[Action item] Where "cancel" appears in a line of the entries below, that line should be copied.

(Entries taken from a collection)
____

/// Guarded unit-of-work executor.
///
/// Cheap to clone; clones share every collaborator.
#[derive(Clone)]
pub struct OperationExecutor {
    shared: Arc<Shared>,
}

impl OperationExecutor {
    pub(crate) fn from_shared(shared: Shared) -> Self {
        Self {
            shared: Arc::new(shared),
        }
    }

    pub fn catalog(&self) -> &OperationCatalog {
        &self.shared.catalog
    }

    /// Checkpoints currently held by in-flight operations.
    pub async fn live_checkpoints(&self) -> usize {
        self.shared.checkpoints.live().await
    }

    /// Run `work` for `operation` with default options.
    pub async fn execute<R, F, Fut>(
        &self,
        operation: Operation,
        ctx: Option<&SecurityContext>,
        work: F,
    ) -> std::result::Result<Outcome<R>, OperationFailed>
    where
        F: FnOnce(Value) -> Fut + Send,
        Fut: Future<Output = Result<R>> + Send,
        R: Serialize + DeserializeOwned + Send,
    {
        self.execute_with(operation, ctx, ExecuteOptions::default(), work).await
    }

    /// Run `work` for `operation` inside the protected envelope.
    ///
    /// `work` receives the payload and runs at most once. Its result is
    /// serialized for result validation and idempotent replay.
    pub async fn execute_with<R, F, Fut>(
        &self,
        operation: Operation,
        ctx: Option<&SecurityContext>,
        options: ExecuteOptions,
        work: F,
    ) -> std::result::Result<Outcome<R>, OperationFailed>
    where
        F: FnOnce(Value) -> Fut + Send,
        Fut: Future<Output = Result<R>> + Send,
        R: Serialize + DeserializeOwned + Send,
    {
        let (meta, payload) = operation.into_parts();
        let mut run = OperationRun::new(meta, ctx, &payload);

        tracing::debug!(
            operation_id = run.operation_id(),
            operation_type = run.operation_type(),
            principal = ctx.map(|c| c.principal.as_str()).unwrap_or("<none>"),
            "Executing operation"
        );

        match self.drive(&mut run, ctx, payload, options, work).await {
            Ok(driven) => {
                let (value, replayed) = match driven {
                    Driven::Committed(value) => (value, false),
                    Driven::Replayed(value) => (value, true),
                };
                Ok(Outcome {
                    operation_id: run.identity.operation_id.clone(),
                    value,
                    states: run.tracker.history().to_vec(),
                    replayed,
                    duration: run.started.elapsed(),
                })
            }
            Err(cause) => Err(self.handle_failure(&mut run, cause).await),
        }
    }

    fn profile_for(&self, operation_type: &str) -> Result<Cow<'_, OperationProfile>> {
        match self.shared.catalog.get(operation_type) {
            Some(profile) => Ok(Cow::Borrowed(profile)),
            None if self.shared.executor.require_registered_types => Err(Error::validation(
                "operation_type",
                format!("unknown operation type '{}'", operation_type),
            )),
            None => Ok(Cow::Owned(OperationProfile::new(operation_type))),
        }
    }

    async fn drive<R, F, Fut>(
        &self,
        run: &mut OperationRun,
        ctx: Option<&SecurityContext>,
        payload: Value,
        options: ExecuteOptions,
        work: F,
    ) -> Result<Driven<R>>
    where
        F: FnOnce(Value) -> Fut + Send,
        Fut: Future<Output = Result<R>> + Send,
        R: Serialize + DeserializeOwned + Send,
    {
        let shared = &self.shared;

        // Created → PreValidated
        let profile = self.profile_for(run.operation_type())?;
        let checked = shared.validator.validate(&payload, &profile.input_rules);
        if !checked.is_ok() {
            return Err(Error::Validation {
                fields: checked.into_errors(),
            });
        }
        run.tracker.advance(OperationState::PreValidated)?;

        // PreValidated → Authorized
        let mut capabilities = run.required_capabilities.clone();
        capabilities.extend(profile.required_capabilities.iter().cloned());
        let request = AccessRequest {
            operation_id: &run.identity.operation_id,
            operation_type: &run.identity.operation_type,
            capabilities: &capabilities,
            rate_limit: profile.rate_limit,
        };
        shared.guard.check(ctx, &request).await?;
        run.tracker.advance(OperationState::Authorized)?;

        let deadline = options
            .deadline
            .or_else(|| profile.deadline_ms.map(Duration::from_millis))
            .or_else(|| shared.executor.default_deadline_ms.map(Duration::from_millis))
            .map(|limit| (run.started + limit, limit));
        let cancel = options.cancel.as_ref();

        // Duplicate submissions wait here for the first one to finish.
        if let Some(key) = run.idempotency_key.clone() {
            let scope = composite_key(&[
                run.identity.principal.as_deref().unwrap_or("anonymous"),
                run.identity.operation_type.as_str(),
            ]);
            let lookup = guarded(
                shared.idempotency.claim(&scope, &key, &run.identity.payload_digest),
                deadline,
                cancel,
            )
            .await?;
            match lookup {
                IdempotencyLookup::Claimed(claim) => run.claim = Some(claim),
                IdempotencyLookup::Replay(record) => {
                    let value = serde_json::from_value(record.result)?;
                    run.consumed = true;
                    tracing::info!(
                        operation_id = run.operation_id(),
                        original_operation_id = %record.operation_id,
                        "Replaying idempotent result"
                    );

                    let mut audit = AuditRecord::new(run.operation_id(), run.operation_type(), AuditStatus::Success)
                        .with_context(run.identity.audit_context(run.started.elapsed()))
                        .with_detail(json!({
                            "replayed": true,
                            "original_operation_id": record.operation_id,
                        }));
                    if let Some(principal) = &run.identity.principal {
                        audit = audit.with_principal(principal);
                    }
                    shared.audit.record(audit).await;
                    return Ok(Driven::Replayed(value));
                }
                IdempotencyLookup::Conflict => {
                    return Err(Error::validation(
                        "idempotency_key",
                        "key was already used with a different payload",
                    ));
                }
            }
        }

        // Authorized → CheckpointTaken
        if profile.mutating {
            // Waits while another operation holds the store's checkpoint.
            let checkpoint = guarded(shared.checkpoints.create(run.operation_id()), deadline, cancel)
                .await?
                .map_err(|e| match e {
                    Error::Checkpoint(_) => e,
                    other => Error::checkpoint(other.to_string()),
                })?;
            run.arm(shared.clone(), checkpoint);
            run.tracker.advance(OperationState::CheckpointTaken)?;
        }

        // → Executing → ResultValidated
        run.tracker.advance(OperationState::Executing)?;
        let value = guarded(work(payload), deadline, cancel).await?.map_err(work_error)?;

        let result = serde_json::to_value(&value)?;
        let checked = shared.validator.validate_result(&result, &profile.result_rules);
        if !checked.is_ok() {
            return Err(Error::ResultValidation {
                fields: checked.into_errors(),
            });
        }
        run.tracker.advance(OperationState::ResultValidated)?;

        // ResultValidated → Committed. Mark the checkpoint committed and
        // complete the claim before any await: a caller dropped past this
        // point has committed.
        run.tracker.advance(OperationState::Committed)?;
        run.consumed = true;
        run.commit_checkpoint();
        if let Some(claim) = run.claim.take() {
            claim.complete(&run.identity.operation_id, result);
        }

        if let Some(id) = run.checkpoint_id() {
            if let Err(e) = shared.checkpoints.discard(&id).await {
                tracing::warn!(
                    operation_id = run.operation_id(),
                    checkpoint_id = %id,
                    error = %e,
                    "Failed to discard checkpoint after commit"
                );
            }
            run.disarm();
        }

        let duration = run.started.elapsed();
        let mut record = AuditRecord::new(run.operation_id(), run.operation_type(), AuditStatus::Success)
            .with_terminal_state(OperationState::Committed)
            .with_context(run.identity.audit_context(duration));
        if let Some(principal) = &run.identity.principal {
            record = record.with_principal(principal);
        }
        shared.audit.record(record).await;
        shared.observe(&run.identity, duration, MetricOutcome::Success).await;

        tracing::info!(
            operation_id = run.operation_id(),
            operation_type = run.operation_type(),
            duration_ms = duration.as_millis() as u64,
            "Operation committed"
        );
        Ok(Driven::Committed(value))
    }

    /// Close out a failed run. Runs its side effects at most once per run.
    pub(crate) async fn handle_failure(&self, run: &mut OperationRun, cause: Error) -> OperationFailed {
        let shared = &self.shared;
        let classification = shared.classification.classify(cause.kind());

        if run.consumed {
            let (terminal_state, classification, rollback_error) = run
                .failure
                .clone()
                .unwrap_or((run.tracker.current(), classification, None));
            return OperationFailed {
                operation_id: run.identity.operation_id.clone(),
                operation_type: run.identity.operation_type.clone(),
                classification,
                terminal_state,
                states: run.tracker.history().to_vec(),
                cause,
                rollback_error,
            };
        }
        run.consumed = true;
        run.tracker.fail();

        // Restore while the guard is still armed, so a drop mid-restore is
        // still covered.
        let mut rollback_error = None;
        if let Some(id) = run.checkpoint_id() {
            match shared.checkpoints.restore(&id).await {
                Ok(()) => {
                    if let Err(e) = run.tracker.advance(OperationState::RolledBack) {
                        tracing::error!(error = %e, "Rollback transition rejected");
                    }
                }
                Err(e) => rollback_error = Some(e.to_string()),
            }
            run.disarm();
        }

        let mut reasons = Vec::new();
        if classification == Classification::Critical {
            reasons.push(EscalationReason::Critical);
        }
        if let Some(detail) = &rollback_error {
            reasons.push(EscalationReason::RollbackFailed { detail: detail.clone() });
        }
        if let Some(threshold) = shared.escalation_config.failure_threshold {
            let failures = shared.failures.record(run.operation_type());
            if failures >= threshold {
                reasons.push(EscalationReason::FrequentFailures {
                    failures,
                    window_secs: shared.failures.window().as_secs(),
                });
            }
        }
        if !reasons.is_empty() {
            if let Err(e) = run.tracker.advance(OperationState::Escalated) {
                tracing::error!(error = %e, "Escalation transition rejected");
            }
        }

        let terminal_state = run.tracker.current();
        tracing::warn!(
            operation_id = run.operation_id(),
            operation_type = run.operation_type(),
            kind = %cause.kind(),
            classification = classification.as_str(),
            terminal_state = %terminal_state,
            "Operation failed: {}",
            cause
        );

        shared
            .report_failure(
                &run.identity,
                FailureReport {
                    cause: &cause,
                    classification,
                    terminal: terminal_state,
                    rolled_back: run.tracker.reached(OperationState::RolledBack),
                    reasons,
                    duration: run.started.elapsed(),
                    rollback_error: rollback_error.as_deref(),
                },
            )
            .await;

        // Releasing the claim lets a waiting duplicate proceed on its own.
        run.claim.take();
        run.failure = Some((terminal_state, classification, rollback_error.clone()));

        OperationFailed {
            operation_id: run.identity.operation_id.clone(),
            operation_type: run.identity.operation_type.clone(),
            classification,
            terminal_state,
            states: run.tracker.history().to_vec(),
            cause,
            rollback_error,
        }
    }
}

____

[Answer space]
        let cancel = options.cancel.as_ref();
                cancel,
            let checkpoint = guarded(shared.checkpoints.create(run.operation_id()), deadline, cancel)
        let value = guarded(work(payload), deadline, cancel).await?.map_err(work_error)?;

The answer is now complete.